There was a time when most visitors came to the 18th century estate and lovely grounds in northern Virginia already full of facts and insights into the life and times of the first president of the United States. But this is no longer so — a lack of knowledge that first attracted notice in the 1990s.

"We realized then that the people coming through our gates," says James C. Rees, executive director of Mount Vernon, "were different than they were 30 or 40 years earlier. They didn't know very much about George Washington."

Of course, they still flocked to Mount Vernon, little more than 10 miles from Washington, D.C., because they knew Washington was the first president and had commanded the Continental Army in the Revolutionary War. But they knew little else.

In a survey in the 1990s, for example, seniors at 50 leading American colleges and universities were asked to name the victorious American general at the battle of Yorktown. Rees says only 34% correctly named Washington; 37% came up with Ulysses S. Grant.

Rees said he and his staff studied high school textbooks of the 1990s and found they contained about one-tenth as much information about Washington as textbooks had 30 or 40 years earlier.

So a decision was made to launch a $100- million campaign to build an orientation and educational center for the million visitors who come to Mount Vernon every year. No historical residence in the United States receives more visitors, not even Thomas Jefferson's Monticello or Elvis Presley's Graceland. Rees hoped that the new center might even serve as Washington's presidential library, like the John F. Kennedy library in Boston.

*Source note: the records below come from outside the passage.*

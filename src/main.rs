//! Rate server: `GET /cotacao` → upstream (200ms) → store (10ms) → bid.

use clap::Parser;
use std::path::PathBuf;
use tokio::net::TcpListener;

use cotacao::config::{load_or_default, ServerConfig};
use cotacao::lifecycle::trigger_on_ctrl_c;
use cotacao::observability::{init_logging, metrics};
use cotacao::resilience::{PERSISTENCE_TIMEOUT, UPSTREAM_TIMEOUT};
use cotacao::RateServer;

#[derive(Parser)]
#[command(name = "cotacao")]
#[command(about = "Serves the current USD/BRL bid, persisting every fetch", long_about = None)]
struct Cli {
    /// Optional TOML configuration file.
    #[arg(short, long)]
    config: Option<PathBuf>,
}

#[tokio::main]
async fn main() -> Result<(), Box<dyn std::error::Error>> {
    let cli = Cli::parse();
    let config: ServerConfig = load_or_default(cli.config.as_deref())?;

    init_logging(&config.observability.log_level);
    tracing::info!("cotacao v{} starting", env!("CARGO_PKG_VERSION"));

    tracing::info!(
        bind_address = %config.listener.bind_address,
        upstream_url = %config.upstream.url,
        database_url = %config.storage.database_url,
        upstream_timeout_ms = UPSTREAM_TIMEOUT.as_millis() as u64,
        persistence_timeout_ms = PERSISTENCE_TIMEOUT.as_millis() as u64,
        "Configuration loaded"
    );

    if config.observability.metrics_enabled {
        match config.observability.metrics_address.parse() {
            Ok(addr) => metrics::init_metrics(addr),
            Err(_) => tracing::error!(
                metrics_address = %config.observability.metrics_address,
                "Failed to parse metrics address"
            ),
        }
    }

    let listener = TcpListener::bind(&config.listener.bind_address).await?;
    tracing::info!(address = %listener.local_addr()?, "Listening for connections");

    let server = RateServer::new(&config);
    let shutdown = server.shutdown();
    tokio::spawn(async move {
        trigger_on_ctrl_c(&shutdown).await;
    });

    server.run(listener).await?;

    tracing::info!("Shutdown complete");
    Ok(())
}
//! Configuration management subsystem.
//!
//! # Data Flow
//! ```text
//! config file (TOML, optional)
//!     → loader.rs (parse & deserialize)
//!     → validation.rs (semantic checks)
//!     → ServerConfig / ClientConfig (validated, immutable)
//! ```
//!
//! # Design Decisions
//! - All fields have defaults to allow minimal configs
//! - Stage timeouts are not configurable

pub mod loader;
pub mod schema;
pub mod validation;

pub use loader::{load_config, load_or_default, parse_config, ConfigError};
pub use schema::{
    ClientConfig, ListenerConfig, ObservabilityConfig, ServerConfig, StorageConfig,
    UpstreamConfig, DEFAULT_UPSTREAM_URL,
};
pub use validation::{Validate, ValidationError};
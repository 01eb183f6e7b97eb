//! Structured logging.
//!
//! `RUST_LOG` wins when set; otherwise the configured level applies to this
//! crate and `tower_http`.

use tracing_subscriber::{layer::SubscriberExt, util::SubscriberInitExt, EnvFilter};

/// Initialize the global tracing subscriber.
///
/// Safe to call more than once; later calls are ignored.
pub fn init_logging(log_level: &str) {
    let filter = EnvFilter::try_from_default_env()
        .unwrap_or_else(|_| default_filter(log_level).into());

    let _ = tracing_subscriber::registry()
        .with(filter)
        .with(tracing_subscriber::fmt::layer())
        .try_init();
}

fn default_filter(log_level: &str) -> String {
    format!("cotacao={level},cotacao_client={level},tower_http={level}", level = log_level)
}

#[cfg(test)]
mod tests {
    use super::*;

    #[test]
    fn test_default_filter_parses() {
        let directives = default_filter("debug");
        assert!(directives.contains("cotacao=debug"));
        assert!(EnvFilter::try_new(directives).is_ok());
    }
}
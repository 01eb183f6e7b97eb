//! Configuration validation.
//!
//! Serde handles syntax; this module checks values. All problems are
//! collected rather than stopping at the first.

use std::net::SocketAddr;
use thiserror::Error;

use crate::config::schema::{ClientConfig, ObservabilityConfig, ServerConfig};

/// A single semantic problem in a configuration.
#[derive(Debug, Clone, PartialEq, Eq, Error)]
#[error("{field}: {message}")]
pub struct ValidationError {
    pub field: &'static str,
    pub message: String,
}

impl ValidationError {
    fn new(field: &'static str, message: impl Into<String>) -> Self {
        Self {
            field,
            message: message.into(),
        }
    }
}

/// Configurations that can check themselves.
pub trait Validate {
    fn validate(&self) -> Result<(), Vec<ValidationError>>;
}

impl Validate for ServerConfig {
    fn validate(&self) -> Result<(), Vec<ValidationError>> {
        let mut errors = Vec::new();

        check_socket_addr(&mut errors, "listener.bind_address", &self.listener.bind_address);
        check_http_url(&mut errors, "upstream.url", &self.upstream.url);
        if !self.storage.database_url.starts_with("sqlite:") {
            errors.push(ValidationError::new(
                "storage.database_url",
                format!("'{}' is not a sqlite: URL", self.storage.database_url),
            ));
        }
        check_observability(&mut errors, &self.observability);

        finish(errors)
    }
}

impl Validate for ClientConfig {
    fn validate(&self) -> Result<(), Vec<ValidationError>> {
        let mut errors = Vec::new();

        check_http_url(&mut errors, "server_url", &self.server_url);
        if self.artifact_path.trim().is_empty() {
            errors.push(ValidationError::new("artifact_path", "must not be empty"));
        }
        check_observability(&mut errors, &self.observability);

        finish(errors)
    }
}

fn check_socket_addr(errors: &mut Vec<ValidationError>, field: &'static str, value: &str) {
    if let Err(e) = value.parse::<SocketAddr>() {
        errors.push(ValidationError::new(field, format!("'{}': {}", value, e)));
    }
}

fn check_http_url(errors: &mut Vec<ValidationError>, field: &'static str, value: &str) {
    match url::Url::parse(value) {
        Ok(url) if matches!(url.scheme(), "http" | "https") => {}
        Ok(url) => errors.push(ValidationError::new(
            field,
            format!("unsupported scheme '{}'", url.scheme()),
        )),
        Err(e) => errors.push(ValidationError::new(field, format!("'{}': {}", value, e))),
    }
}

fn check_observability(errors: &mut Vec<ValidationError>, config: &ObservabilityConfig) {
    if !matches!(
        config.log_level.as_str(),
        "trace" | "debug" | "info" | "warn" | "error"
    ) {
        errors.push(ValidationError::new(
            "observability.log_level",
            format!("unknown level '{}'", config.log_level),
        ));
    }
    if config.metrics_enabled {
        check_socket_addr(errors, "observability.metrics_address", &config.metrics_address);
    }
}

fn finish(errors: Vec<ValidationError>) -> Result<(), Vec<ValidationError>> {
    if errors.is_empty() {
        Ok(())
    } else {
        Err(errors)
    }
}

#[cfg(test)]
mod tests {
    use super::*;

    #[test]
    fn test_defaults_are_valid() {
        assert!(ServerConfig::default().validate().is_ok());
        assert!(ClientConfig::default().validate().is_ok());
    }

    #[test]
    fn test_collects_every_error() {
        let mut config = ServerConfig::default();
        config.listener.bind_address = "localhost".into();
        config.upstream.url = "ftp://example.com/rates".into();
        config.storage.database_url = "postgres://db".into();

        let errors = config.validate().unwrap_err();
        let fields: Vec<_> = errors.iter().map(|e| e.field).collect();
        assert_eq!(
            fields,
            vec!["listener.bind_address", "upstream.url", "storage.database_url"]
        );
    }

    #[test]
    fn test_client_rejects_empty_artifact_path() {
        let config = ClientConfig {
            artifact_path: "  ".into(),
            ..Default::default()
        };
        let errors = config.validate().unwrap_err();
        assert_eq!(errors[0].field, "artifact_path");
    }

    #[test]
    fn test_metrics_address_checked_only_when_enabled() {
        let mut config = ClientConfig::default();
        config.observability.metrics_address = "nope".into();
        assert!(config.validate().is_ok());

        config.observability.metrics_enabled = true;
        assert!(config.validate().is_err());
    }
}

The result, which will open to the public Friday, is less presidential library than a striking melange of history, art, civics, forensic anthropology, computer science, educational television, Hollywood, Madame Tussauds, and a little bit of hokum — such as ersatz snow falling on an audience as it watches a film about the revolutionary soldiers crossing the Delaware River in winter.

Washington's home is owned and maintained by the Mount Vernon Ladies' Association, a nonprofit organization founded in 1853 that guards its independence so fiercely that it accepts no federal, state or local government funding. The largest donors for the new facilities were the Ford Motor Company Fund and the Donald W. Reynolds Foundation of Las Vegas, named for the media entrepreneur, and their gifts are recognized in the names of the two new buildings — the Ford Orientation Center and the Donald W. Reynolds Museum and Education Center.

To keep the new buildings from jarring the antique tranquillity of Washington's home and grounds, the designer, GWWO architects of Baltimore, has placed 65% of the complex's 66,700 square feet below ground.

In the past, after purchasing tickets ($6 to $13), visitors would head straight for the Washington home and wait their turn to enter. Now they will first enter the orientation center, which has two movie theaters with a total of 450 seats. The theaters will screen an 18-minute film, produced by Greystone Films of North Hollywood, that will mainly depict Washington as a warrior in the French and Indian War and the American Revolution. Directed by Dutch-born Kees Van Oostrum, who has worked extensively in American television for 20 years, the movie stars the French-born and French-trained actor Sebastian Roche as George Washington.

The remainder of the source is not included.